I like to think that as this concept of God's precedence in creation sank into their thoughts, something happened within their lives. Perhaps there was soul-searching about their motives and behavior, their obedience to divinity (or lack of it).
The Bible gives examples that show that at least some among the captives were able to be a positive influence, even in those dreadful times. But perhaps more important it was their conviction of God's continuing goodness – and their need to move in a more spiritual direction – that helped them finally be free again.
Is this a message for our times? Even if we feel crushed by events, is there still hope? Is it possible to feel something of the God Christ Jesus told us is divine Love?
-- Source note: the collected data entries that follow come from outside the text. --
//! Error handling for the thermowatch crate.

/// A specialized `Result` type for thermowatch operations.
pub type Result<T> = std::result::Result<T, MonitorError>;

/// The main error type for thermowatch operations.
#[derive(Debug, thiserror::Error)]
pub enum MonitorError {
    /// The sensor could not produce a reading
    #[error("Sensor read failed: {0}")]
    SensorRead(String),

    /// An event did not contain a usable number
    #[error("Could not parse event {event:?} as a temperature")]
    Parse { event: String },

    /// The notification request could not be sent
    #[error("Failed to notify {endpoint}: {source}")]
    Transport {
        endpoint: String,
        #[source]
        source: reqwest::Error,
    },

    /// The remote endpoint answered with something other than 200
    #[error("Unexpected status during notify: {0}")]
    UnexpectedStatus(u16),

    /// Configuration error
    #[error("Configuration error: {0}")]
    Config(String),

    /// Watcher lifecycle misuse
    #[error("Watcher error: {0}")]
    Watcher(String),

    /// Controller lifecycle misuse
    #[error("Controller error: {0}")]
    Controller(String),
}

impl MonitorError {
    /// Create a new sensor read error
    pub fn sensor_error(msg: impl Into<String>) -> Self {
        Self::SensorRead(msg.into())
    }

    /// Create a new parse error for the given event text
    pub fn parse_error(event: impl Into<String>) -> Self {
        Self::Parse {
            event: event.into(),
        }
    }

    /// Create a new configuration error
    pub fn config_error(msg: impl Into<String>) -> Self {
        Self::Config(msg.into())
    }

    /// Create a new watcher error
    pub fn watcher_error(msg: impl Into<String>) -> Self {
        Self::Watcher(msg.into())
    }

    /// Create a new controller error
    pub fn controller_error(msg: impl Into<String>) -> Self {
        Self::Controller(msg.into())
    }
}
Jesus knew divine Love so well that he was willing to make the ultimate sacrifice for humanity. He chose to go forward, despite knowing what lay ahead. The path he walked is not one we will have to walk; he has done this for us. But if you look at it without knowing the ending, it must have seemed crazy to trust a God who seemed so absent right at the point when He was most needed.
For me, there's a clue to Jesus' thinking in his farewell prayer, before his crucifixion. He said, "In the world ye shall have tribulation: but be of good cheer; I have overcome the world" (John 16:33). Even then, before his resurrection, he trusted God enough to affirm, in his own way, "In the beginning, God ..."
Monitor founder Mary Baker Eddy loved Jesus, and she wrote of him in "Science and Health with Key to the Scriptures," "He proved Life to be deathless and Love to be the master of hate" (p. 44).
Even at times of hopelessness and despair, God's purpose and presence have broken through, as shown by individuals who have helped people in Europe and Africa escape genocide, and modern leaders such as Nelson Mandela who have stood up to evil.
Is it easy to master hate, to reject death? No. But we don't actually need to live with violence and suffering, and more people are rising in resistance to evil. As this effort continues, we will find that our "almighty and all-loving God" is with us, just as He was with Jesus.